U.S. media authority FCC chairman Ajit Pai wants Apple to turn on the FM radio that’s hidden inside of every iPhone. He asked that Apple reconsider its position, given the devastation wrought by Hurricanes Harvey, Irma, and Maria.
Apple said Pai’s request wasn’t possible for its newest phones. iPhone 7 and iPhone 8 models do not have FM radio chips in them nor do they have antennas designed to support FM signals, so it is not possible to enable FM reception in these products, an Apple spokesperson said in a statement.
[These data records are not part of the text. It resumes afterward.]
use std::{
    sync::{Arc, Mutex, MutexGuard, PoisonError},
    time::Duration,
};

use tokio::runtime::Handle;

/// Work handed to a [`Scheduler`], run once when its delay has elapsed.
pub type Task = Box<dyn FnOnce() + Send + 'static>;

/// One-shot timers. Production code runs them on tokio, tests on a virtual
/// clock that only moves when told to.
pub trait Scheduler: Send + Sync + 'static {
    fn schedule(&self, delay: Duration, task: Task);
}

impl<S: Scheduler + ?Sized> Scheduler for Arc<S> {
    fn schedule(&self, delay: Duration, task: Task) {
        (**self).schedule(delay, task)
    }
}

pub(crate) fn lock<T>(mutex: &Mutex<T>) -> MutexGuard<'_, T> {
    mutex.lock().unwrap_or_else(PoisonError::into_inner)
}

#[derive(Clone, Debug)]
pub struct TokioScheduler(Handle);

impl TokioScheduler {
    /// Panics when called outside of a tokio runtime.
    pub fn current() -> Self {
        Self(Handle::current())
    }
}

impl Scheduler for TokioScheduler {
    fn schedule(&self, delay: Duration, task: Task) {
        self.0.spawn(async move {
            tokio::time::sleep(delay).await;
            task();
        });
    }
}

struct Pending {
    due: Duration,
    seq: u64,
    task: Task,
}

#[derive(Default)]
struct VirtualClock {
    now: Duration,
    seq: u64,
    pending: Vec<Pending>,
}

/// Deterministic clock for tests: timers fire only inside [`ManualScheduler::advance`].
#[derive(Clone, Default)]
pub struct ManualScheduler(Arc<Mutex<VirtualClock>>);

impl ManualScheduler {
    pub fn new() -> Self {
        Self::default()
    }

    /// Virtual time elapsed since creation.
    pub fn now(&self) -> Duration {
        lock(&self.0).now
    }

    pub fn pending(&self) -> usize {
        lock(&self.0).pending.len()
    }

    /// Moves the clock forward, firing due timers in deadline order. Timers
    /// scheduled by a firing task are honored if they fall inside the window.
    /// Returns how many timers fired.
    pub fn advance(&self, by: Duration) -> usize {
        let target = lock(&self.0).now + by;
        let mut fired = 0;

        loop {
            let task = {
                let mut clock = lock(&self.0);
                let next = clock
                    .pending
                    .iter()
                    .enumerate()
                    .filter(|(_, p)| p.due <= target)
                    .min_by_key(|(_, p)| (p.due, p.seq))
                    .map(|(i, _)| i);

                let Some(i) = next else {
                    clock.now = target;
                    break;
                };

                let pending = clock.pending.swap_remove(i);
                clock.now = pending.due;
                pending.task
            };

            task();
            fired += 1;
        }

        fired
    }
}

impl Scheduler for ManualScheduler {
    fn schedule(&self, delay: Duration, task: Task) {
        let mut clock = lock(&self.0);
        clock.seq += 1;
        let pending = Pending {
            due: clock.now + delay,
            seq: clock.seq,
            task,
        };
        clock.pending.push(pending);
    }
}
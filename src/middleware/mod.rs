pub mod cache;
pub mod minify;

pub use cache::cache_control_middleware;
pub use minify::minify_html_middleware;
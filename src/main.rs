use anyhow::Result;
use clap::{Parser, Subcommand};

/// bindisa - Bindisa Agritech website
#[derive(Parser)]
#[command(name = "bindisa")]
#[command(about = "Bindisa Agritech contact page server", long_about = None)]
struct Cli {
    /// Path to configuration file
    #[arg(long, global = true)]
    config: Option<String>,

    #[command(subcommand)]
    command: Commands,
}

#[derive(Subcommand)]
enum Commands {
    /// Start the HTTP server
    Serve {
        /// Server host address (overrides config file)
        #[arg(long)]
        host: Option<String>,

        /// Server port (overrides config file)
        #[arg(long)]
        port: Option<u16>,
    },
}

#[tokio::main]
async fn main() -> Result<()> {
    let cli = Cli::parse();

    let config = bindisa::config::Config::load(cli.config.clone())?;
    config.validate().map_err(|e| anyhow::anyhow!(e))?;

    bindisa::observability::init_observability(
        "bindisa",
        env!("CARGO_PKG_VERSION"),
        &config.observability.log_level,
    )?;

    let result = match cli.command {
        Commands::Serve { host, port } => bindisa::cli::serve(config, host, port).await,
    };

    bindisa::observability::shutdown_observability();

    result
}
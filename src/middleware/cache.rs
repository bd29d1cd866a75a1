use axum::{
    body::Body,
    http::{HeaderValue, Request, Response, header},
    middleware::Next,
};

/// Embedded assets are immutable for a given build; pages carry per-visit
/// form state and must never be served from a cache.
pub async fn cache_control_middleware(req: Request<Body>, next: Next) -> Response<Body> {
    let is_static_file = req.uri().path().starts_with("/static/");
    let mut response = next.run(req).await;
    let headers = response.headers_mut();

    if is_static_file {
        headers.insert(
            header::CACHE_CONTROL,
            HeaderValue::from_static("public, max-age=31536000, immutable"),
        );
    } else {
        headers.insert(
            header::CACHE_CONTROL,
            HeaderValue::from_static("no-store, no-cache, must-revalidate"),
        );
        headers.insert(header::PRAGMA, HeaderValue::from_static("no-cache"));
    }

    response
}
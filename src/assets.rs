use axum::{
    body::Body,
    extract::Request,
    http::{StatusCode, header},
    response::{IntoResponse, Response},
};
use rust_embed::RustEmbed;
use std::{convert::Infallible, future::Future, pin::Pin};
use tower::Service;

#[derive(RustEmbed)]
#[folder = "static/"]
#[prefix = "/"]
struct Assets;

/// Serves the stylesheet and scripts compiled into the binary.
#[derive(Default, Clone)]
pub struct AssetsService;

impl AssetsService {
    pub fn new() -> Self {
        Self
    }
}

impl Service<Request> for AssetsService {
    type Response = Response;
    type Error = Infallible;
    type Future = Pin<Box<dyn Future<Output = Result<Self::Response, Self::Error>> + Send>>;

    fn poll_ready(
        &mut self,
        _cx: &mut std::task::Context<'_>,
    ) -> std::task::Poll<Result<(), Self::Error>> {
        std::task::Poll::Ready(Ok(()))
    }

    fn call(&mut self, req: Request) -> Self::Future {
        let uri = req.uri().clone();

        Box::pin(async move {
            let resp = match Assets::get(uri.path()) {
                Some(content) => {
                    let mime = mime_guess::from_path(uri.path()).first_or_octet_stream();

                    (
                        [(header::CONTENT_TYPE, mime.as_ref().to_owned())],
                        Body::from(content.data),
                    )
                        .into_response()
                }
                _ => (StatusCode::NOT_FOUND, "404 Not Found").into_response(),
            };

            Ok(resp)
        })
    }
}
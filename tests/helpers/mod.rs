//! Shared setup for the HTTP tests: a router over a virtual clock, plus
//! small request builders.

#![allow(dead_code)]

use std::{sync::Arc, time::Duration};

use axum::{
    Router,
    body::Body,
    http::{Request, Response, header},
};
use bindisa::{AppState, Config};
use bindisa_contact::ManualScheduler;
use http_body_util::BodyExt;
use tower::ServiceExt;

pub const SUBMIT_DELAY: Duration = Duration::from_millis(1500);

pub struct TestApp {
    pub router: Router,
    pub state: AppState,
    pub clock: ManualScheduler,
}

impl TestApp {
    pub async fn send(&self, request: Request<Body>) -> Response<Body> {
        self.router.clone().oneshot(request).await.unwrap()
    }

    /// Opens the contact page and returns the `Cookie` header value of the
    /// visit it started.
    pub async fn visit(&self) -> String {
        let response = self.send(get("/contact", None)).await;

        visit_cookie(&response).expect("visit cookie")
    }
}

pub fn setup_app() -> TestApp {
    let clock = ManualScheduler::new();
    let state = AppState::new(Config::default(), Arc::new(clock.clone()));

    TestApp {
        router: bindisa::router(state.clone()),
        state,
        clock,
    }
}

pub fn get(uri: &str, cookie: Option<&str>) -> Request<Body> {
    let mut builder = Request::builder().uri(uri);
    if let Some(cookie) = cookie {
        builder = builder.header(header::COOKIE, cookie);
    }

    builder.body(Body::empty()).unwrap()
}

pub fn post_form(uri: &str, cookie: Option<&str>, form: &[(&str, &str)]) -> Request<Body> {
    let mut builder = Request::builder()
        .method("POST")
        .uri(uri)
        .header(header::CONTENT_TYPE, "application/x-www-form-urlencoded");
    if let Some(cookie) = cookie {
        builder = builder.header(header::COOKIE, cookie);
    }

    let body = serde_urlencoded::to_string(form).unwrap();
    builder.body(Body::from(body)).unwrap()
}

pub fn fragment(mut request: Request<Body>) -> Request<Body> {
    request
        .headers_mut()
        .insert("ts-request", "true".parse().unwrap());
    request
}

pub fn filled_form() -> Vec<(&'static str, &'static str)> {
    vec![
        ("name", "Asha"),
        ("phone", "9999999999"),
        ("email", "a@b.com"),
        ("subject", "Soil test"),
        ("message", "Need help"),
    ]
}

/// `name=value` part of the visit `Set-Cookie` header.
pub fn visit_cookie(response: &Response<Body>) -> Option<String> {
    response
        .headers()
        .get_all(header::SET_COOKIE)
        .iter()
        .filter_map(|v| v.to_str().ok())
        .find(|v| v.starts_with("contact_visit="))
        .and_then(|v| v.split(';').next())
        .map(str::to_owned)
}

pub async fn body_string(response: Response<Body>) -> String {
    let body = response.into_body().collect().await.unwrap().to_bytes();

    String::from_utf8(body.to_vec()).unwrap()
}
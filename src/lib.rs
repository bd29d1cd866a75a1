rust_i18n::i18n!("locales", fallback = "en");

pub mod assets;
pub mod cli;
pub mod config;
pub mod language;
pub mod middleware;
pub mod observability;
pub mod routes;
pub mod template;
pub mod visit;

pub use config::Config;
pub use routes::{AppState, router};
pub use visit::Visits;
use crate::clock::{Scheduler, lock};

use super::{FormState, Transition};

impl<S: Scheduler> super::ContactPage<S> {
    /// "Send another message": back to an empty editable form.
    pub fn reset(&self) -> Transition {
        let mut inner = lock(&self.inner);
        if !inner.state.is_submitted() {
            return Transition::Ignored;
        }

        inner.state = FormState::default();

        Transition::Applied
    }
}
use std::sync::Arc;

use axum::{
    Router,
    http::StatusCode,
    response::IntoResponse,
    routing::{get, post},
};
use bindisa_contact::PageContent;

use crate::{
    config::Config,
    template::{NotFoundTemplate, Template},
    visit::{SharedScheduler, Visits},
};

mod contact;
mod health;

#[derive(Clone)]
pub struct AppState {
    pub config: Config,
    pub content: Arc<PageContent>,
    pub visits: Visits,
}

impl AppState {
    pub fn new(config: Config, scheduler: SharedScheduler) -> Self {
        let content = Arc::new(PageContent::new(&config.contact.directory()));
        let visits = Visits::new(
            scheduler,
            config.contact.submit_delay(),
            config.contact.visit_ttl(),
        );

        Self {
            config,
            content,
            visits,
        }
    }
}

pub async fn fallback(template: Template) -> impl IntoResponse {
    let lang = template.preferred_language().to_owned();

    (
        StatusCode::NOT_FOUND,
        template.render(NotFoundTemplate { lang }),
    )
}

pub fn router(app_state: AppState) -> Router {
    Router::new()
        .route("/health", get(health::health))
        .route("/contact", get(contact::page).post(contact::submit))
        .route("/contact/field", post(contact::update_field))
        .route("/contact/status", get(contact::status))
        .route("/contact/reset", post(contact::reset))
        .route("/contact/leave", post(contact::leave))
        .route("/contact/go/{target}", get(contact::go))
        .nest_service("/static", crate::assets::AssetsService::new())
        .fallback(fallback)
        .with_state(app_state)
}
As Pai points out, most wireless carriers and phone manufacturers have backed down on that in recent years and offered access to FM. Apple is the one major phone manufacturer that has resisted doing so, Pai says. It is time for Apple to step up to the plate and put the safety of the American people first.
But despite having no plans to mandate mobile phones activation, Pai has also said that you could make a case for activating [FM] chips on public safety grounds alone.
And that’s really what’s going on here. While cell networks may go down or be hard to reach during emergencies, traditional radio tends to be easier to receive. FM signals can travel farther than data signals, which means that radio remains the best way to distribute information during an emergency. With extreme weather events increasingly hitting the US, it becomes ever more important for people to have radio access.
All four major U.S. wireless carriers now allow phones to ship with activated FM radios; AT&T, T-Mobile, and Sprint are even encouraging smartphone companies to activate them. The list currently includes phones from Samsung, Motorola, LG, and HTC, among others.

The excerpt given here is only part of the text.